Calmy-Rey Micheline · Bundesrat · 2011-02-28
Calmy-Rey Micheline · Bundesrat · Genf · 2011-02-28
Wortprotokoll
De quoi s'agit-il? Monsieur Lukas Reimann nous demande de revoir les bases de la coopération suisse avec les pays émergents en fixant des critères tels que cet appui et ces partenariats seraient limités, que la Suisse mettrait progressivement un terme au soutien financier dont ils bénéficient et qu'elle n'accorderait plus de crédits à taux réduit à ces pays.
Il est non seulement important que la coopération au développement soutienne les pays les plus pauvres dans leurs efforts de développement, mais aussi qu'on continue à travailler étroitement avec les pays émergents.
Mais peut-être ne savez-vous pas, Monsieur Reimann, que la coopération au développement s'est réorientée dans ces pays émergents. La DDC a décidé de clore en 2010 le programme classique mené jusque-là pour combattre la pauvreté, en Inde par exemple. Elle entend relayer ce dernier par des projets qui s'inscrivent dans le cadre du programme global du changement climatique en collaboration avec les partenaires indiens. La coopération qui lie la DDC avec l'Inde dans le secteur du changement climatique stimule les échanges, favorise le développement d'un savoir spécialisé dont l'intérêt et l'utilité sont indéniables et pour la Suisse et pour l'Inde.
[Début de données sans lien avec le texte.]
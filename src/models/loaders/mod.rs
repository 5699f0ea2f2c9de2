pub mod document_loader;

pub use document_loader::{load_all_documents, load_document};
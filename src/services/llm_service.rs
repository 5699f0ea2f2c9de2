//! LLM 服务 - 业务能力层
//!
//! 只负责"带保护规则地调用 LLM"能力，不关心流程
//!
//! ## 职责
//! - 组装最小上下文的提示词（系统规则 + 相关片段 + 问题）
//! - 单次调用超时，失败后自动重试（默认 1 次）
//! - 不做摘录限制，输出必须交给 `ExcerptLimiter`

use std::sync::Arc;
use std::time::Duration;

use tracing::{debug, warn};

use crate::clients::{LlmClient, LlmRequest};
use crate::config::Config;
use crate::error::LlmError;
use crate::models::Chunk;

/// LLM 服务
pub struct LlmService {
    client: Arc<dyn LlmClient>,
    timeout: Duration,
    max_retries: usize,
    max_excerpt_words: usize,
    max_quote_chars: usize,
}

impl LlmService {
    /// 创建新的 LLM 服务
    pub fn new(client: Arc<dyn LlmClient>, config: &Config) -> Self {
        Self {
            client,
            timeout: config.llm_timeout(),
            max_retries: config.llm_max_retries,
            max_excerpt_words: config.protection.max_excerpt_words,
            max_quote_chars: config.protection.max_quote_chars,
        }
    }

    /// 通用的 LLM 调用函数
    ///
    /// 每次尝试都有超时；失败后最多重试 `max_retries` 次，返回最后一次的错误
    pub async fn send_to_llm(&self, request: &LlmRequest) -> Result<String, LlmError> {
        let model = self.client.model().to_string();
        let attempts = self.max_retries + 1;
        let mut last_error = None;

        for attempt in 1..=attempts {
            let result = match tokio::time::timeout(self.timeout, self.client.complete(request)).await {
                Ok(result) => result,
                Err(_) => Err(LlmError::Timeout {
                    model: model.clone(),
                    timeout_secs: self.timeout.as_secs(),
                }),
            };

            match result {
                Ok(content) if content.trim().is_empty() => {
                    warn!("LLM 返回内容为空 (尝试 {}/{})", attempt, attempts);
                    last_error = Some(LlmError::EmptyContent { model: model.clone() });
                }
                Ok(content) => return Ok(content),
                Err(e) => {
                    warn!("LLM 调用失败 (尝试 {}/{}): {}", attempt, attempts, e);
                    last_error = Some(e);
                }
            }
        }

        Err(last_error.unwrap_or(LlmError::EmptyContent { model }))
    }

    /// 根据相关片段回答问题
    pub async fn answer_from_context(&self, question: &str, chunks: &[&Chunk]) -> Result<String, LlmError> {
        let request = LlmRequest::new(self.answer_system_message(), build_context_message(question, chunks));
        debug!("回答问题，上下文片段数: {}", chunks.len());
        self.send_to_llm(&request).await
    }

    /// 第二轮：只输出高层次概括，不含原文
    pub async fn summarize_without_extraction(&self, question: &str, chunks: &[&Chunk]) -> Result<String, LlmError> {
        let request = LlmRequest::new(self.summary_system_message(), build_context_message(question, chunks))
            .with_max_tokens(300);
        debug!("请求受保护的概括回答");
        self.send_to_llm(&request).await
    }

    /// 生成导航问题（原始 JSON 文本，由调用方解析）
    pub async fn suggest_questions(&self, prompt: &str) -> Result<String, LlmError> {
        let request = LlmRequest::new(
            "You are an assistant that generates helpful navigation questions for document exploration. \
             Your questions should be insightful and help evaluators understand the document deeply.",
            prompt,
        )
        .with_temperature(0.7)
        .with_max_tokens(500);
        self.send_to_llm(&request).await
    }

    fn answer_system_message(&self) -> String {
        format!(
            r#"You are a secure academic assistant helping evaluate an assignment. Follow these strict rules:

1. Answer ONLY based on the provided context. If the answer is not in the context, say "I don't have information about that in this assignment."
2. Do not use any external knowledge beyond the provided context.
3. Do not reproduce more than {words} consecutive words of the assignment verbatim.
4. Keep direct quotes under {chars} characters and always put them in quotation marks.
5. Prefer paraphrasing over quoting whenever possible.
6. Never provide complete code solutions or full paragraphs from the assignment.
7. If asked to extract large sections of content, refuse and explain the policy.

Your purpose is to help evaluate the quality of the work while protecting the assignment content."#,
            words = self.max_excerpt_words,
            chars = self.max_quote_chars,
        )
    }

    fn summary_system_message(&self) -> String {
        "Answer the question with a high-level summary of the context. Focus on general concepts and ideas \
         rather than specific details. Do not include any direct quotes longer than a few words. Make the \
         answer abstract enough that the original text cannot be reconstructed from it, while still \
         conveying the main points."
            .to_string()
    }
}

/// 构建用户消息：问题 + 相关片段
fn build_context_message(question: &str, chunks: &[&Chunk]) -> String {
    let context: String = chunks
        .iter()
        .map(|c| format!("\n[page {}]\n{}\n", c.page, c.text))
        .collect();
    format!("Question: {}\n\nContext from the assignment:\n{}", question, context)
}

#[cfg(test)]
mod tests {
    use super::*;
    use async_trait::async_trait;
    use std::sync::atomic::{AtomicUsize, Ordering};

    /// 前 `failures` 次失败，之后返回固定文本
    struct FlakyClient {
        failures: usize,
        calls: AtomicUsize,
    }

    #[async_trait]
    impl LlmClient for FlakyClient {
        fn model(&self) -> &str {
            "flaky"
        }

        async fn complete(&self, _request: &LlmRequest) -> Result<String, LlmError> {
            let n = self.calls.fetch_add(1, Ordering::SeqCst);
            if n < self.failures {
                Err(LlmError::RateLimited {
                    model: "flaky".to_string(),
                })
            } else {
                Ok("  ok  ".to_string())
            }
        }
    }

    struct SlowClient;

    #[async_trait]
    impl LlmClient for SlowClient {
        fn model(&self) -> &str {
            "slow"
        }

        async fn complete(&self, _request: &LlmRequest) -> Result<String, LlmError> {
            tokio::time::sleep(Duration::from_secs(60)).await;
            Ok("late".to_string())
        }
    }

    fn service(client: Arc<dyn LlmClient>) -> LlmService {
        let mut config = Config::default();
        config.llm_timeout_secs = 1;
        LlmService::new(client, &config)
    }

    #[tokio::test]
    async fn test_single_retry_recovers() {
        let client = Arc::new(FlakyClient {
            failures: 1,
            calls: AtomicUsize::new(0),
        });
        let result = service(client.clone()).send_to_llm(&LlmRequest::new("s", "u")).await;

        assert_eq!(result.unwrap(), "  ok  ");
        assert_eq!(client.calls.load(Ordering::SeqCst), 2);
    }

    #[tokio::test]
    async fn test_gives_up_after_one_retry() {
        let client = Arc::new(FlakyClient {
            failures: 5,
            calls: AtomicUsize::new(0),
        });
        let result = service(client.clone()).send_to_llm(&LlmRequest::new("s", "u")).await;

        assert!(matches!(result, Err(LlmError::RateLimited { .. })));
        assert_eq!(client.calls.load(Ordering::SeqCst), 2);
    }

    #[tokio::test]
    async fn test_timeout_is_reported() {
        let result = service(Arc::new(SlowClient)).send_to_llm(&LlmRequest::new("s", "u")).await;
        assert!(matches!(result, Err(LlmError::Timeout { timeout_secs: 1, .. })));
    }

    #[test]
    fn test_context_message_contains_only_given_chunks() {
        let chunk = Chunk {
            index: 2,
            text: "Relevant part.".to_string(),
            page: 3,
            start_char: 0,
            end_char: 14,
            topics: vec![],
        };
        let message = build_context_message("What is it?", &[&chunk]);
        assert!(message.starts_with("Question: What is it?"));
        assert!(message.contains("[page 3]\nRelevant part."));
    }
}
//! 编排层（Orchestration Layer）
//!
//! ## 职责
//!
//! 本层持有作业存储、会话存储和 LLM 客户端，是整个系统的"指挥中心"。
//!
//! ## 层次关系
//!
//! ```text
//! evaluator::App (上传 / 提问 / 删除 / 清理)
//!     ↓
//! workflow::QaFlow (处理单个问题)
//!     ↓
//! services (能力层：检测 / 摘录限制 / LLM / 分块检索 / 导航)
//!     ↓
//! infrastructure (基础设施：AssignmentStore、SessionStore)
//! ```
//!
//! ## 设计原则
//!
//! 1. **资源隔离**：只有编排层持有存储
//! 2. **向下依赖**：编排层 → workflow → services → infrastructure
//! 3. **无业务逻辑**：只做调度，不做限流或摘录判断

pub mod evaluator;

pub use evaluator::App;
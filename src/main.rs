use std::io::BufRead;
use std::path::Path;

use anyhow::{Context, Result};
use secure_evaluator::models::{load_all_documents, load_document};
use secure_evaluator::utils::logging;
use secure_evaluator::{App, AssignmentId, Config};
use tracing::{error, info};

const USAGE: &str = "用法:
  secure_evaluator upload <文件> [上传者]
  secure_evaluator upload-dir <文件夹> [上传者]
  secure_evaluator ask <作业ID> <评估者>      (从标准输入逐行读取问题)
  secure_evaluator suggest <作业ID> [评估者]
  secure_evaluator state <作业ID> <评估者>
  secure_evaluator delete <作业ID>
  secure_evaluator purge

配置: 设置 CONFIG_FILE 指向 TOML 文件，或直接使用环境变量";

#[tokio::main]
async fn main() -> Result<()> {
    // 加载配置
    let config = match std::env::var("CONFIG_FILE") {
        Ok(path) => Config::from_toml_file(Path::new(&path))?,
        Err(_) => Config::from_env(),
    };

    // 初始化日志
    logging::init_with(config.verbose_logging);

    let args: Vec<String> = std::env::args().skip(1).collect();
    let Some(command) = args.first() else {
        println!("{}", USAGE);
        return Ok(());
    };
    let arg = |i: usize| args.get(i).map(String::as_str);

    let app = App::initialize(config).await?;

    match (command.as_str(), arg(1), arg(2)) {
        ("upload", Some(file), owner) => {
            let text = load_document(Path::new(file)).await?;
            let id = app.upload(owner.unwrap_or("candidate"), &text).await?;
            println!("{}", id);
        }
        ("upload-dir", Some(folder), owner) => {
            for (path, text) in load_all_documents(folder).await? {
                let id = app.upload(owner.unwrap_or("candidate"), &text).await?;
                println!("{}\t{}", id, path.display());
            }
        }
        ("ask", Some(id), Some(evaluator)) => {
            let id = AssignmentId::from(id);
            let stdin = std::io::stdin();
            for line in stdin.lock().lines() {
                let question = line.context("读取标准输入失败")?;
                if question.trim().is_empty() {
                    continue;
                }
                match app.ask(&id, evaluator, &question).await {
                    Ok(response) => println!("[{:?}] {}\n", response.flag, response.answer),
                    Err(e) if e.is_retryable() => error!("❌ 暂时无法回答，请稍后重试: {}", e),
                    Err(e) => return Err(e.into()),
                }
            }
        }
        ("suggest", Some(id), evaluator) => {
            for question in app.suggest_questions(&AssignmentId::from(id), evaluator).await? {
                println!("- {}", question);
            }
        }
        ("state", Some(id), Some(evaluator)) => {
            let state = app.throttle_state(&AssignmentId::from(id), evaluator).await?;
            println!("{}", serde_json::to_string_pretty(&state)?);
        }
        ("delete", Some(id), _) => {
            if app.delete(&AssignmentId::from(id)).await? {
                info!("✓ 作业已删除");
            } else {
                info!("作业不存在: {}", id);
            }
        }
        ("purge", _, _) => {
            let purged = app.purge_expired().await?;
            info!("✓ 清理完成，共删除 {} 个作业", purged.len());
        }
        _ => println!("{}", USAGE),
    }

    Ok(())
}
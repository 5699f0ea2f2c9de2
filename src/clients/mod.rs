pub mod llm_client;

pub use llm_client::{LlmClient, LlmRequest, OpenAiClient};
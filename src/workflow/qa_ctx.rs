//! 问答处理上下文
//!
//! 封装"我正在处理哪个作业、哪位评估者的第几个问题"这一信息

use std::fmt::Display;

use crate::models::SessionKey;

/// 问答处理上下文
#[derive(Debug, Clone)]
pub struct QaCtx {
    pub key: SessionKey,

    /// 问题在会话中的序号（从1开始，仅用于日志显示）
    pub question_index: usize,
}

impl QaCtx {
    pub fn new(key: SessionKey, question_index: usize) -> Self {
        Self { key, question_index }
    }
}

impl Display for QaCtx {
    fn fmt(&self, f: &mut std::fmt::Formatter<'_>) -> std::fmt::Result {
        write!(
            f,
            "[作业 #{} 评估者 #{} 问题#{}]",
            self.key.assignment_id, self.key.evaluator, self.question_index
        )
    }
}
//! 作业评估应用 - 编排层
//!
//! ## 职责
//!
//! 本模块是整个应用的入口，负责资源管理和请求调度。
//!
//! ## 核心功能
//!
//! 1. **应用初始化**：校验配置、创建 LLM 客户端和作业存储
//! 2. **上传**：分块并保存作业，返回不可猜测的 ID
//! 3. **问答**：按 (作业, 评估者) 取会话并加锁，委托 `QaFlow` 处理单个问题
//! 4. **导航建议**：根据文档概览生成后续问题，输出同样经过摘录限制
//! 5. **生命周期**：删除作业、清理过期作业，并同时清除对应会话
//!
//! ## 设计特点
//!
//! - **资源所有者**：唯一持有作业存储和会话存储的模块
//! - **会话隔离**：同一评估者的请求串行，不同评估者并发
//! - **向下委托**：不做限流或摘录判断，全部交给 workflow / services

use std::sync::Arc;

use chrono::Utc;
use tracing::{debug, info, warn};

use crate::clients::{LlmClient, OpenAiClient};
use crate::config::Config;
use crate::error::{AppError, AppResult, AssignmentError};
use crate::infrastructure::{AssignmentStore, FileAssignmentStore, MemoryAssignmentStore, SessionStore};
use crate::models::{Assignment, AssignmentId, Session, SessionKey, ThrottleState};
use crate::services::navigation::{build_suggestion_prompt, default_suggestions, parse_suggestions};
use crate::services::text_chunker::chunk_text;
use crate::services::{ChunkRetriever, HeuristicPolicy, KeywordRetriever, LlmService, RequestPolicy};
use crate::utils::logging::log_startup;
use crate::workflow::{QaCtx, QaFlow, QaResponse};

/// 应用主结构
pub struct App {
    config: Config,
    assignments: Arc<dyn AssignmentStore>,
    sessions: SessionStore,
    flow: QaFlow,
}

impl App {
    /// 初始化应用
    ///
    /// 使用 OpenAI 兼容接口和文件存储
    pub async fn initialize(config: Config) -> AppResult<Self> {
        config.validate()?;
        log_startup(&config);

        let client: Arc<dyn LlmClient> = Arc::new(OpenAiClient::new(&config));
        let store: Arc<dyn AssignmentStore> = Arc::new(FileAssignmentStore::open(&config.data_dir).await?);

        Ok(Self::with_components(
            config,
            client,
            store,
            Arc::new(KeywordRetriever),
        ))
    }

    /// 使用指定 LLM 客户端和内存存储
    pub fn with_client(config: Config, client: Arc<dyn LlmClient>) -> Self {
        Self::with_components(
            config,
            client,
            Arc::new(MemoryAssignmentStore::new()),
            Arc::new(KeywordRetriever),
        )
    }

    /// 使用指定组件创建应用
    pub fn with_components(
        config: Config,
        client: Arc<dyn LlmClient>,
        assignments: Arc<dyn AssignmentStore>,
        retriever: Arc<dyn ChunkRetriever>,
    ) -> Self {
        let policy: Arc<dyn RequestPolicy> = Arc::new(HeuristicPolicy::new(config.detection.clone()));
        let llm_service = LlmService::new(client, &config);
        let flow = QaFlow::new(&config, llm_service, policy, retriever);

        Self {
            config,
            assignments,
            sessions: SessionStore::new(),
            flow,
        }
    }

    pub fn config(&self) -> &Config {
        &self.config
    }

    /// 上传作业，返回作业 ID
    pub async fn upload(&self, owner: &str, text: &str) -> AppResult<AssignmentId> {
        if text.trim().is_empty() {
            return Err(AssignmentError::EmptyDocument.into());
        }

        let chunks = chunk_text(text, &self.config.chunking);
        let assignment = Assignment::new(owner, text.to_string(), chunks);
        let id = assignment.id.clone();
        info!(
            "📄 作业已上传: {} ({} 字符, {} 个片段)",
            id,
            assignment.source_text.chars().count(),
            assignment.chunks.len()
        );

        self.assignments.insert(assignment).await?;
        Ok(id)
    }

    /// 评估者提问
    ///
    /// 同一会话的请求在会话锁内串行执行
    pub async fn ask(&self, assignment_id: &AssignmentId, evaluator: &str, question: &str) -> AppResult<QaResponse> {
        let question = question.trim();
        let evaluator = evaluator.trim();
        if question.is_empty() {
            return Err(AssignmentError::EmptyQuestion.into());
        }
        if evaluator.is_empty() {
            return Err(AssignmentError::EmptyEvaluator.into());
        }

        let assignment = self.load_assignment(assignment_id).await?;
        let key = SessionKey::new(assignment_id.clone(), evaluator);
        let shared = self.sessions.session(&key);
        let mut session = shared.lock().await;

        let ctx = QaCtx::new(key, session.len() + 1);
        self.flow.run(&assignment, &mut session, question, &ctx).await
    }

    /// 生成后续可问的问题
    ///
    /// 指定评估者时，带上其最近一次问答作为参考。LLM 失败时返回默认问题。
    pub async fn suggest_questions(&self, assignment_id: &AssignmentId, evaluator: Option<&str>) -> AppResult<Vec<String>> {
        let assignment = self.load_assignment(assignment_id).await?;

        let mut previous = None;
        if let Some(shared) = evaluator.and_then(|e| self.sessions.get(&SessionKey::new(assignment_id.clone(), e))) {
            let session = shared.lock().await;
            previous = session
                .exchanges()
                .last()
                .map(|e| (e.question.clone(), e.answer.clone()));
        }

        let prompt = build_suggestion_prompt(
            &assignment.chunks,
            previous.as_ref().map(|(q, a)| (q.as_str(), a.as_str())),
        );
        let suggestions = match self.flow.llm_service().suggest_questions(&prompt).await {
            Ok(response) => parse_suggestions(&response),
            Err(e) => {
                warn!("生成导航建议失败，使用默认问题: {}", e);
                default_suggestions()
            }
        };

        let limiter = self.flow.limiter();
        let index = limiter.index(&assignment.source_text);
        Ok(suggestions
            .into_iter()
            .map(|q| limiter.limit_with_index(&q, &index).text)
            .collect())
    }

    /// 当前限流状态（由会话历史推导）
    ///
    /// 作业不存在时返回 NotFound；评估者还没有提问时返回空状态
    pub async fn throttle_state(&self, assignment_id: &AssignmentId, evaluator: &str) -> AppResult<ThrottleState> {
        self.load_assignment(assignment_id).await?;

        let key = SessionKey::new(assignment_id.clone(), evaluator);
        let now = Utc::now();
        let Some(shared) = self.sessions.get(&key) else {
            return Ok(ThrottleState::derive(&Session::new(key), &self.config.detection, now));
        };
        let session = shared.lock().await;
        Ok(ThrottleState::derive(&session, &self.config.detection, now))
    }

    /// 删除作业及其所有会话，返回作业是否存在
    pub async fn delete(&self, assignment_id: &AssignmentId) -> AppResult<bool> {
        let existed = self.assignments.delete(assignment_id).await?;
        let sessions = self.sessions.remove_assignment(assignment_id);
        if existed {
            info!("🗑️ 作业已删除: {} (清除 {} 个会话)", assignment_id, sessions);
        }
        Ok(existed)
    }

    /// 清理过期作业
    ///
    /// 未配置保留时长时不做任何事
    pub async fn purge_expired(&self) -> AppResult<Vec<AssignmentId>> {
        let Some(retention) = self.config.retention() else {
            debug!("未配置保留时长，跳过清理");
            return Ok(Vec::new());
        };

        let expired = self.assignments.purge_expired(retention, Utc::now()).await?;
        for id in &expired {
            self.sessions.remove_assignment(id);
        }
        if !expired.is_empty() {
            info!("🗑️ 已清理 {} 个过期作业", expired.len());
        }
        Ok(expired)
    }

    async fn load_assignment(&self, assignment_id: &AssignmentId) -> AppResult<Arc<Assignment>> {
        self.assignments
            .get(assignment_id)
            .await?
            .ok_or_else(|| AppError::not_found(assignment_id.as_str()))
    }
}
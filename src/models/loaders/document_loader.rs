use anyhow::{Context, Result};
use std::path::{Path, PathBuf};
use tokio::fs;

/// 可以直接读取的文本格式（PDF 需先在外部提取为文本）
const TEXT_EXTENSIONS: &[&str] = &["txt", "md"];

/// 读取已提取的作业文本
///
/// 文本中可以包含 `--- Page N ---` 分页标记，分块时会按页切分
pub async fn load_document(path: &Path) -> Result<String> {
    let content = fs::read_to_string(path)
        .await
        .with_context(|| format!("无法读取文档: {}", path.display()))?;

    if content.trim().is_empty() {
        anyhow::bail!("文档内容为空: {}", path.display());
    }

    Ok(content)
}

/// 从文件夹中加载所有文本文档，返回 (路径, 内容) 列表
pub async fn load_all_documents(folder_path: &str) -> Result<Vec<(PathBuf, String)>> {
    let folder = PathBuf::from(folder_path);

    if !folder.exists() {
        anyhow::bail!("文件夹不存在: {}", folder_path);
    }

    let mut documents = Vec::new();
    let mut entries = fs::read_dir(&folder)
        .await
        .with_context(|| format!("无法读取文件夹: {}", folder_path))?;

    while let Some(entry) = entries.next_entry().await? {
        let path = entry.path();
        let is_text = path
            .extension()
            .and_then(|s| s.to_str())
            .is_some_and(|ext| TEXT_EXTENSIONS.contains(&ext));
        if !is_text {
            continue;
        }

        tracing::info!(
            "正在加载: {}",
            path.file_name().unwrap_or_default().to_string_lossy()
        );

        match load_document(&path).await {
            Ok(content) => {
                tracing::info!("成功加载 {} 个字符", content.chars().count());
                documents.push((path, content));
            }
            Err(e) => {
                tracing::warn!("加载文件失败 {}: {}", path.display(), e);
            }
        }
    }

    documents.sort_by(|a, b| a.0.cmp(&b.0));
    Ok(documents)
}

#[cfg(test)]
mod tests {
    use super::*;

    fn temp_dir() -> PathBuf {
        let dir = std::env::temp_dir().join(format!("secure_evaluator_loader_{}", uuid::Uuid::new_v4().simple()));
        std::fs::create_dir_all(&dir).unwrap();
        dir
    }

    #[tokio::test]
    async fn test_load_all_documents_skips_other_files() {
        let dir = temp_dir();
        std::fs::write(dir.join("a.txt"), "first document").unwrap();
        std::fs::write(dir.join("b.md"), "second document").unwrap();
        std::fs::write(dir.join("c.pdf"), "binary").unwrap();
        std::fs::write(dir.join("d.txt"), "   ").unwrap();

        let docs = load_all_documents(dir.to_str().unwrap()).await.unwrap();
        assert_eq!(docs.len(), 2);
        assert_eq!(docs[0].1, "first document");

        std::fs::remove_dir_all(&dir).ok();
    }

    #[tokio::test]
    async fn test_missing_folder_is_error() {
        assert!(load_all_documents("/definitely/not/here").await.is_err());
    }
}
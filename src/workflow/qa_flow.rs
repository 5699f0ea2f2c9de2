//! 问答处理流程 - 流程层
//!
//! 核心职责：定义"一个问题"的完整处理流程
//!
//! 流程顺序：
//! 1. 检索相关片段 → 请求模式检测（拒绝则直接返回，不调用 LLM）
//! 2. 限流则先等待 → 最小上下文调用 LLM
//! 3. 摘录限制 → 不连贯则第二轮概括（最多一次）→ 仍不行则返回降级提示
//! 4. 写入会话历史

use std::sync::Arc;

use chrono::Utc;
use serde::Serialize;
use tracing::{info, warn};

use crate::config::Config;
use crate::error::AppResult;
use crate::models::{Assignment, Decision, Exchange, ResponseFlag, Session, SuspicionReason};
use crate::services::{ChunkRetriever, ExcerptLimiter, LlmService, PendingRequest, RequestPolicy};
use crate::utils::logging::truncate_text;
use crate::workflow::qa_ctx::QaCtx;

/// 无法在保护限制内回答时的提示
pub const DEGRADED_NOTICE: &str = "Unable to answer within content-protection limits. \
     Please ask a more specific question about the assignment.";

/// 返回给界面的结果
#[derive(Debug, Clone, PartialEq, Eq, Serialize)]
pub struct QaResponse {
    pub answer: String,
    pub flag: ResponseFlag,
}

/// 拒绝时的固定回复
pub fn refusal_message(reason: SuspicionReason) -> &'static str {
    match reason {
        SuspicionReason::ExtractionRequest => {
            "I'm not able to extract or display large portions of the assignment content directly. \
             This restriction helps protect the assignment's intellectual property. \
             However, I can answer specific questions about the content, explain concepts, \
             summarize sections, or analyze particular elements."
        }
        SuspicionReason::SequentialScan => {
            "I've noticed a series of requests stepping through the assignment piece by piece. \
             To protect the assignment's integrity I can't continue this sequence. \
             Please ask about a specific concept or request an analysis instead."
        }
        SuspicionReason::RepeatedRegion => {
            "I've noticed multiple consecutive requests for similar content sections. \
             To protect the assignment's integrity, I'll need to limit direct content extraction. \
             Please try asking a different question or request an analysis rather than direct text."
        }
        SuspicionReason::RephraseScan => {
            "Requests that repeat the same question across different parts of the assignment are limited. \
             Please ask a more specific question."
        }
    }
}

/// 问答处理流程
///
/// - 编排单个问题的完整处理
/// - 不持有作业或会话（由编排层传入）
/// - 只依赖业务能力（services）
pub struct QaFlow {
    llm_service: LlmService,
    policy: Arc<dyn RequestPolicy>,
    retriever: Arc<dyn ChunkRetriever>,
    limiter: ExcerptLimiter,
    top_k: usize,
    verbose_logging: bool,
}

impl QaFlow {
    pub fn new(
        config: &Config,
        llm_service: LlmService,
        policy: Arc<dyn RequestPolicy>,
        retriever: Arc<dyn ChunkRetriever>,
    ) -> Self {
        Self {
            llm_service,
            policy,
            retriever,
            limiter: ExcerptLimiter::new(config.protection.clone()),
            top_k: config.chunking.top_k,
            verbose_logging: config.verbose_logging,
        }
    }

    pub fn llm_service(&self) -> &LlmService {
        &self.llm_service
    }

    pub fn limiter(&self) -> &ExcerptLimiter {
        &self.limiter
    }

    /// 处理一个问题
    ///
    /// LLM 调用失败时返回错误，会话历史不变；其余情况都会写入一条记录
    pub async fn run(
        &self,
        assignment: &Assignment,
        session: &mut Session,
        question: &str,
        ctx: &QaCtx,
    ) -> AppResult<QaResponse> {
        let now = Utc::now();
        info!("{} 问题: {}", ctx, truncate_text(question, 80));

        // ========== 1. 检索 + 检测 ==========
        let chunks = self
            .retriever
            .relevant_chunks(question, &assignment.chunks, self.top_k);
        let chunk_ids: Vec<usize> = chunks.iter().map(|c| c.index).collect();

        let evaluation = self.policy.evaluate(
            session,
            &PendingRequest {
                question,
                chunk_ids: &chunk_ids,
            },
            now,
        );

        let throttled = match &evaluation.decision {
            Decision::Block { reason } => {
                let reason = *reason;
                warn!("{} ⛔ 请求被拒绝: {}", ctx, reason);
                let response = QaResponse {
                    answer: refusal_message(reason).to_string(),
                    flag: ResponseFlag::Blocked,
                };
                session.record(Exchange {
                    question: question.to_string(),
                    answer: response.answer.clone(),
                    timestamp: now,
                    flag: response.flag,
                    reason: Some(reason),
                    signals: evaluation.signals,
                });
                return Ok(response);
            }
            Decision::Throttle { delay, reason } => {
                warn!("{} ⏳ 请求被限流 {:?}: {}", ctx, delay, reason);
                tokio::time::sleep(*delay).await;
                true
            }
            Decision::Allow => false,
        };

        // ========== 2. 调用 LLM ==========
        let raw_answer = self.llm_service.answer_from_context(question, &chunks).await?;
        if self.verbose_logging {
            info!("{} LLM 原始回答: {}", ctx, truncate_text(&raw_answer, 200));
        }

        // ========== 3. 摘录限制 ==========
        let index = self.limiter.index(&assignment.source_text);
        let mut limited = self.limiter.limit_with_index(&raw_answer, &index);
        let mut modified = limited.was_modified();

        if !limited.coherent {
            info!("{} 截断后回答不连贯，请求第二轮概括", ctx);
            let summary = self
                .llm_service
                .summarize_without_extraction(question, &chunks)
                .await?;
            limited = self.limiter.limit_with_index(&summary, &index);
            modified = true;
        }

        // 截断优先于限流：限流原因已记录在会话历史里，截断只能从这里看出
        let (answer, flag) = if !limited.coherent || self.limiter.exceeds_limit(&limited.text, &index) {
            warn!("{} ⚠️ 无法在保护限制内回答", ctx);
            (DEGRADED_NOTICE.to_string(), ResponseFlag::Degraded)
        } else if modified {
            (limited.text, ResponseFlag::Truncated)
        } else if throttled {
            (limited.text, ResponseFlag::Throttled)
        } else {
            (limited.text, ResponseFlag::Answered)
        };

        // ========== 4. 写入历史 ==========
        session.record(Exchange {
            question: question.to_string(),
            answer: answer.clone(),
            timestamp: now,
            flag,
            reason: evaluation.decision.reason(),
            signals: evaluation.signals,
        });

        info!("{} ✓ 回答完成 ({:?})", ctx, flag);
        Ok(QaResponse { answer, flag })
    }
}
Pour donner un exemple concernant une autre région du monde, le Programme régional pour l'Afrique australe de la DDC inclut l'Afrique du Sud. Il contribue à la lutte contre la pauvreté, au développement rural, à la prévention des conflits en Afrique du Sud et dans les Etats membres de la Communauté de développement d'Afrique australe. Une telle coopération régionale permet de relever des défis en matière de bonne tenue des affaires publiques, de VIH/sida, de gestion des ressources naturelles. La coopération suisse apporte également son soutien en matière de chômage chez les jeunes et de changement climatique.
Autre exemple: avec l'Organisation internationale du travail, le SECO soutient, en Inde, en Chine, en Afrique du Sud et dans d'autres pays non émergents, des projets de renforcement de capacité qui promeuvent le respect des standards en matière de conditions de travail. Ces projets contribuent à renforcer la compétitivité des PME suisses. Donc, qui irait dire que ces projets ne sont pas dans notre intérêt?
Je vous invite à rejeter cette motion, qui part d'une vision tout à fait simpliste de la coopération au développement.